I was captivated as she went on to tell me how whenever she wasn’t in class or studying, she tried to find my mother. For many years, it was as if my mom had fallen off the face of the Earth. They’d never had the same friends, but during summer vacations and spring and winter breaks, she would return to her hometown without visiting her parents and question all my mother’s friends, asking if they’d heard from her or knew where she might be. No one knew anything. Then during her sophomore year in college, Christine was in her dorm room, studying for finals, when a knock came at the door.

“I’ll never forget who it was.” Her eyes filled with happy tears. “Penny Carter was her name, and she said to me that I had a guest. Mary wouldn’t tell Penny her name, but Penny said that the girl was young, pregnant, and looked like me.

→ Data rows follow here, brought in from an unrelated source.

//! Utility modules
//!
//! This module contains common utilities used throughout the application,
//! including error handling, logging setup, and date helpers.

pub mod errors;
pub mod logging;
pub mod helpers;

pub use errors::{AstroClubError, Result};
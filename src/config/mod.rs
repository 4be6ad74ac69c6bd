//! Configuration management module
//!
//! This module handles loading and validation of application configuration
//! from TOML files and environment variables.

pub mod settings;
pub mod validation;

pub use settings::{Settings, DatabaseConfig, CalendarConfig, LoggingConfig};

I knew exactly who it was.”

I pressed my hand over my heart. “She was pregnant with me?”

As Christine nodded, I did the math in my head. “Then she was only…”

“Fourteen,” Christine said.

My jaw dropped, then I buried my head in my arms as tears streamed out of my eyes. “I didn’t know,” I whispered past my thick throat.

My aunt remained quiet while I cried. I recognized the silence that lingered in the air. It was the patient sort of space that those in the medical field allowed for expressing grief. After all, Christine was a psychologist.

I pulled it together the best I could while she went to retrieve a box of tissues. When she returned, I blew my nose and wiped my eyes.

“Better?” she asked.

I cleared my throat and nodded.

She leaned forward to make full eye contact with me. “Tears are restorative, so cry without restraint.”

I chuckled as I smiled, and so did she.

“Would you like for me to continue?” she asked.

I took a cleansing breath then pulled my shoulders back. “Yes.” I felt stronger and closer to my mother and aunt than ever.

“Okay.” She sighed. “Well… Mary Louise looked older than a fourteen-year-old girl because what she had endured aged her considerably.”

“Do you know what happened to her?” I asked.